- [Problem details]: Look through the data below for the string "CardRenderer", and copy every line where it turns up.

- [Data supplied]:
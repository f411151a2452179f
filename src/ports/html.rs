// src/ports/html.rs
use crate::constants::*;
use crate::domain::memo::split_tags;
use crate::domain::Memo;
use html_escape::{encode_double_quoted_attribute, encode_text};
use tracing::instrument;

/// Builds the markup fragments for cards, the modal and the host page.
///
/// Every method is a pure function of its input. Text and attribute values
/// are escaped so that memo content never becomes markup.
#[derive(Debug, Default, Clone, Copy)]
pub struct CardRenderer;

impl CardRenderer {
    pub fn new() -> Self {
        Self
    }

    /// One badge per non-empty `;`-separated segment.
    pub fn render_tags(&self, tags: &str) -> String {
        split_tags(tags)
            .into_iter()
            .map(|tag| format!(r#"<span class="tag is-info is-light">{}</span>"#, encode_text(tag)))
            .collect()
    }

    #[instrument(level = "trace", skip(self), fields(id = memo.id))]
    pub fn render_card(&self, memo: &Memo) -> String {
        format!(
            r##"<div class="card memo-card {card}" {id_attr}="{id}">
    <div class="card-image">
        <figure class="image is-4by3">
            <img src="{image}" alt="{alt}" class="card-img {image_marker}">
        </figure>
    </div>
    <div class="card-content">
        <div class="title is-4">{title}</div>
        <div class="content">
            {description}
            <div class="tags">{tags}</div>
        </div>
    </div>
    <footer class="card-footer">
        <a href="#" class="card-footer-item {edit}">Edit</a>
        <a href="#" class="card-footer-item {delete}">Delete</a>
    </footer>
</div>"##,
            card = CARD_MARKER,
            id_attr = CARD_ID_ATTRIBUTE,
            id = memo.id,
            image = encode_double_quoted_attribute(&memo.image),
            alt = encode_double_quoted_attribute(&memo.title),
            image_marker = CARD_IMAGE_MARKER,
            title = encode_text(&memo.title),
            description = encode_text(&memo.description),
            tags = self.render_tags(&memo.tags),
            edit = CARD_EDIT_MARKER,
            delete = CARD_DELETE_MARKER,
        )
    }

    /// Modal form pre-filled from `memo`; pass `Memo::draft()` for a new one.
    pub fn render_form(&self, memo: &Memo) -> String {
        let save_label = if memo.is_draft() {
            SUBMIT_LABEL
        } else {
            SAVE_CHANGES_LABEL
        };

        format!(
            r#"<div class="modal-background {close}"></div>
<div class="modal-card">
    <header class="modal-card-head">
        <p class="modal-card-title">{heading}</p>
        <button class="delete {close}" aria-label="close"></button>
    </header>
    <section class="modal-card-body">
        <div class="field">
            <label class="label">Title</label>
            <div class="control">
                <input class="input {title_marker}" type="text" value="{title}" placeholder="Title ...">
            </div>
        </div>
        <div class="field">
            <label class="label">Description</label>
            <div class="control">
                <textarea class="textarea {desc_marker}" placeholder="Description ...">{description}</textarea>
            </div>
        </div>
        <div class="field">
            <label class="label">Tags</label>
            <div class="control">
                <input class="input {tags_marker}" type="text" value="{tags}" placeholder="Tags ...">
            </div>
        </div>
        <div class="field">
            <label class="label">Image link</label>
            <div class="control">
                <input class="input {image_marker}" type="text" value="{image}" placeholder="Image link ...">
            </div>
        </div>
    </section>
    <footer class="modal-card-foot">
        <button class="button is-success {save}" {id_attr}="{id}">{save_label}</button>
        <button class="button {close}">Cancel</button>
    </footer>
</div>"#,
            close = MODAL_CLOSE_MARKER,
            heading = encode_text(&memo.title),
            title_marker = FORM_TITLE_MARKER,
            title = encode_double_quoted_attribute(&memo.title),
            desc_marker = FORM_DESCRIPTION_MARKER,
            description = encode_text(&memo.description),
            tags_marker = FORM_TAGS_MARKER,
            tags = encode_double_quoted_attribute(&memo.tags),
            image_marker = FORM_IMAGE_MARKER,
            image = encode_double_quoted_attribute(&memo.image),
            save = SAVE_BUTTON_MARKER,
            id_attr = CARD_ID_ATTRIBUTE,
            id = memo.id,
            save_label = save_label,
        )
    }

    pub fn render_image_viewer(&self, url: &str) -> String {
        format!(
            r#"<div class="modal-background {close}"></div>
<div class="modal-content">
    <p class="image">
        <img src="{url}" alt="">
    </p>
</div>
<button class="modal-close is-large {close}" aria-label="close"></button>"#,
            close = MODAL_CLOSE_MARKER,
            url = encode_double_quoted_attribute(url),
        )
    }

    /// Standalone host page around the gallery and modal content.
    pub fn render_page(&self, title: &str, cards: &[String], modal: &str, modal_active: bool) -> String {
        let modal_class = if modal_active {
            format!("modal {} {}", MODAL_MARKER, MODAL_ACTIVE_CLASS)
        } else {
            format!("modal {}", MODAL_MARKER)
        };

        format!(
            r##"<!DOCTYPE html>
<html>
<head>
    <meta charset="UTF-8">
    <meta name="viewport" content="width=device-width, initial-scale=1">
    <title>{title}</title>
    <link rel="stylesheet" href="https://cdn.jsdelivr.net/npm/bulma@0.9.4/css/bulma.min.css">
    <style>
        .cards-grid {{
            display: grid;
            grid-template-columns: repeat(auto-fill, minmax(260px, 1fr));
            gap: 1.5rem;
        }}
        .memo-card {{
            display: flex;
            flex-direction: column;
        }}
        .memo-card .card-content {{
            flex-grow: 1;
        }}
        .card-img {{
            object-fit: cover;
            cursor: zoom-in;
        }}
    </style>
</head>
<body>
    <section class="section">
        <div class="container">
            <div class="level">
                <div class="level-left">
                    <h1 class="title">{title}</h1>
                </div>
                <div class="level-right">
                    <a href="#" class="button is-primary {add}">Add memo</a>
                </div>
            </div>
            <div class="cards-grid {gallery}">
{cards}
            </div>
        </div>
    </section>
    <div class="{modal_class}">
{modal}
    </div>
</body>
</html>"##,
            title = encode_text(title),
            add = ADD_BUTTON_MARKER,
            gallery = GALLERY_MARKER,
            cards = cards.join("\n"),
            modal_class = modal_class,
            modal = modal,
        )
    }
}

- [Solved exercise]:
pub struct CardRenderer;
impl CardRenderer {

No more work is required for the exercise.